Problem to solve ▸ Below are records; reproduce exactly the lines from the first through the one containing "if let Err(e)".

Records shown ▸
::::::
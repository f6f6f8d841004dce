/// A typed session credential issued by the external auth service.
///
/// Replaces the old presence-flag-in-browser-storage approach: the UI
/// contract is "render authenticated nav iff a session object is present",
/// and the token rides along as a bearer credential on every request.
#[derive(Debug, Clone, PartialEq, Eq)]
pub struct Session {
    token: String,
}

impl Session {
    pub fn new(token: impl Into<String>) -> Self {
        Self {
            token: token.into(),
        }
    }

    pub fn token(&self) -> &str {
        &self.token
    }
}
use std::env;
use tracing_subscriber::{fmt, layer::SubscriberExt, util::SubscriberInitExt, EnvFilter};

#[tokio::main]
async fn main() {
    dotenvy::dotenv().ok();

    tracing_subscriber::registry()
        .with(EnvFilter::try_from_default_env().unwrap_or_else(|_| EnvFilter::new("info")))
        .with(
            fmt::layer()
                .with_target(true)
                .with_thread_ids(false)
                .with_line_number(true)
                .with_file(false),
        )
        .init();

    tracing::info!("Starting standalone web service...");

    let port = env::var("APP_PORT")
        .ok()
        .and_then(|s| s.parse::<u16>().ok())
        .unwrap_or(8080);

    // A missing upstream API key surfaces here, before the server binds.
    if let Err(e) = web_service::server::run(port).await {
        tracing::error!("Failed to run web service: {}", e);
        std::process::exit(1);
    }
}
::::::
Your solution ▸
repository f6f6f8d841004dce
/// A typed session credential issued by the external auth service.
///
/// Replaces the old presence-flag-in-browser-storage approach: the UI
/// contract is "render authenticated nav iff a session object is present",
/// and the token rides along as a bearer credential on every request.
#[derive(Debug, Clone, PartialEq, Eq)]
pub struct Session {
    token: String,
}

impl Session {
    pub fn new(token: impl Into<String>) -> Self {
        Self {
            token: token.into(),
        }
    }

    pub fn token(&self) -> &str {
        &self.token
    }
}
use std::env;
use tracing_subscriber::{fmt, layer::SubscriberExt, util::SubscriberInitExt, EnvFilter};

#[tokio::main]
async fn main() {
    dotenvy::dotenv().ok();

    tracing_subscriber::registry()
        .with(EnvFilter::try_from_default_env().unwrap_or_else(|_| EnvFilter::new("info")))
        .with(
            fmt::layer()
                .with_target(true)
                .with_thread_ids(false)
                .with_line_number(true)
                .with_file(false),
        )
        .init();

    tracing::info!("Starting standalone web service...");

    let port = env::var("APP_PORT")
        .ok()
        .and_then(|s| s.parse::<u16>().ok())
        .unwrap_or(8080);

    // A missing upstream API key surfaces here, before the server binds.
    if let Err(e) = web_service::server::run(port).await {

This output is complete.